Yüce Allah’ın Şu Kavli:
“Ey îmân edenler, içki, kumar, dikili taşlar, fal okları ancak şeytânın amelinden birer murdardır. Onun için ı bunlardan kaçının ki, muradınıza eresiniz” (Âyet: 90)
Ve İbn Abbâs: “el-Ezlâm”, (Câhiliye Arabları’nın) ; mühim işlerde kendisiyle fal açıp kısmet istemekte oldukları yelesiz oklardır. “en-Nusub” ise müşriklerin ihtiram için diktikleri birtakım dikili taşlardır ki, yanlarında kurban keserler (kanları bu taşlara sürerlerdi), demiştir.
İbn Abbâs’tan başkası da:
“ez-Zelem”, henüz yele geçirilmemiş oktur, bu “el-Ezlâm”ın tekilidir. (Yele geçirilirse ona “Sehm” denir.) “el-İstiksâm”, fal oklarını falcının torba içinde döndürmesidir. Eğer ok (çekildiğinde, “Rabb’im beni nehyetti” çıkmak suretiyle) o işi nehyederse, kişi o işi terkeder; (“Rabb’im bana emretti” çıkmak suretiyle) o işi emrederse, okun emrettiği işi yapar. “Yucîlu”, “Döndürür” demektir.
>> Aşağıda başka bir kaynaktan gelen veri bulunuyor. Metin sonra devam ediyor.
//! Offline end-to-end coverage of the ingestion and persistence pipeline:
//! extract, segment, persist, reload. Paths that need the embedding or
//! completion APIs are covered up to the point where a credential would be
//! required.

use std::sync::Arc;
use tempfile::TempDir;

use pagechat::chat;
use pagechat::config::Config;
use pagechat::extract;
use pagechat::segment;
use pagechat::session::SessionState;
use pagechat::store;

/// A minimal one-page PDF that yields `phrase` as extractable text.
fn minimal_pdf_with_phrase(phrase: &str) -> Vec<u8> {
    let stream_content = format!("BT /F1 12 Tf 72 720 Td ({}) Tj ET", phrase);
    let mut pdf = String::new();
    pdf.push_str("%PDF-1.4\n");

    let mut offsets = Vec::new();
    let objects = [
        "1 0 obj\n<< /Type /Catalog /Pages 2 0 R >>\nendobj\n".to_string(),
        "2 0 obj\n<< /Type /Pages /Kids [3 0 R] /Count 1 >>\nendobj\n".to_string(),
        "3 0 obj\n<< /Type /Page /Parent 2 0 R /MediaBox [0 0 612 792] \
         /Contents 4 0 R /Resources << /Font << /F1 5 0 R >> >> >>\nendobj\n"
            .to_string(),
        format!(
            "4 0 obj\n<< /Length {} >>\nstream\n{}\nendstream\nendobj\n",
            stream_content.len(),
            stream_content
        ),
        "5 0 obj\n<< /Type /Font /Subtype /Type1 /BaseFont /Helvetica >>\nendobj\n".to_string(),
    ];
    for obj in &objects {
        offsets.push(pdf.len());
        pdf.push_str(obj);
    }

    let xref_start = pdf.len();
    pdf.push_str("xref\n0 6\n0000000000 65535 f \n");
    for offset in &offsets {
        pdf.push_str(&format!("{:010} 00000 n \n", offset));
    }
    pdf.push_str(&format!(
        "trailer\n<< /Size 6 /Root 1 0 R >>\nstartxref\n{}\n%%EOF\n",
        xref_start
    ));
    pdf.into_bytes()
}

fn config_with_dir(dir: &std::path::Path) -> Config {
    let mut config = Config::default();
    config.storage.data_dir = dir.to_path_buf();
    config
}

#[test]
fn extract_then_segment_yields_page_records() {
    let pdf = minimal_pdf_with_phrase("the quarterly report covers revenue");
    let config = Config::default();

    let extracted = extract::extract_pdf(&pdf).expect("extraction failed");
    assert!(extracted.text.contains("quarterly report"));
    assert_eq!(extracted.page_count, 1);

    let pages = segment::segment(&extracted.text, extracted.page_count, &config.segmenter);
    assert_eq!(pages.len(), 1);
    assert!(pages[0].contains("quarterly report"));
}

#[test]
fn persisted_pages_survive_a_round_trip() {
    let tmp = TempDir::new().unwrap();
    let records = vec![
        store::PageRecord {
            page: 1,
            text: "first page".into(),
        },
        store::PageRecord {
            page: 2,
            text: "second page".into(),
        },
    ];
    store::save_pages(tmp.path(), &records).unwrap();
    store::save_document(tmp.path(), "first page second page").unwrap();

    let loaded = store::load_pages(tmp.path()).unwrap().unwrap();
    assert_eq!(loaded, records);
    let doc = store::load_document(tmp.path()).unwrap().unwrap();
    assert!(doc.contains("second page"));
}

#[test]
fn multi_page_text_with_form_feeds_segments_to_declared_count() {
    let config = Config::default();
    let text = "alpha section\u{0C}beta section\u{0C}gamma section";
    let pages = segment::segment(text, 3, &config.segmenter);
    assert_eq!(pages.len(), 3);
    assert!(pages[0].contains("alpha"));
    assert!(pages[2].contains("gamma"));
}

#[tokio::test]
async fn chat_without_an_uploaded_document_reports_not_found() {
    let tmp = TempDir::new().unwrap();
    let config = config_with_dir(tmp.path());
    let session = Arc::new(SessionState::new(&config.memory));

    let err = chat::stream_chat_turn(&config, session, "what is this about?")
        .await
        .map(|_| ())
        .unwrap_err();
    assert!(err.to_string().contains("Vector store not found"));
}

#[test]
fn chat_events_serialize_as_ndjson_lines() {
    let events = [
        chat::ChatEvent::Sources { sources: vec![] },
        chat::ChatEvent::MessageStart,
        chat::ChatEvent::MessageChunk {
            content: "partial".into(),
        },
        chat::ChatEvent::MessageEnd,
    ];
    let ndjson: String = events
        .iter()
        .map(|e| serde_json::to_string(e).unwrap() + "\n")
        .collect();

    let lines: Vec<&str> = ndjson.lines().collect();
    assert_eq!(lines.len(), 4);
    for line in &lines {
        let value: serde_json::Value = serde_json::from_str(line).unwrap();
        assert!(value.get("type").is_some());
    }
    assert!(lines[0].contains(r#""type":"sources""#));
    assert!(lines[3].contains(r#""type":"message_end""#));
}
O fâl oklarına, kısmetini istemekte oldukları çeşitli işlerin adlarını üzerlerine yazıp, birçok alâmetlerle alâmet ve nişan yaparlardı. (Kısmet isteme falı çektiğini haber vermek isteyen kişi) “Faaltu minhu ( = Ben bundan yaptım)” yerine “Kasemtu” der. “Kusûm” da (üç harfli ve “Kendisinden haber vermek” demek olan) masdardır.
4659 İbn Omer (radıyallahü anh): Şarâbın haram kılınması indi. O gün (yani haram kılınmasından önce) Medine’de beş çeşit içki vardı, bunlar arasında üzüm şarâbı yoktu, demiştir.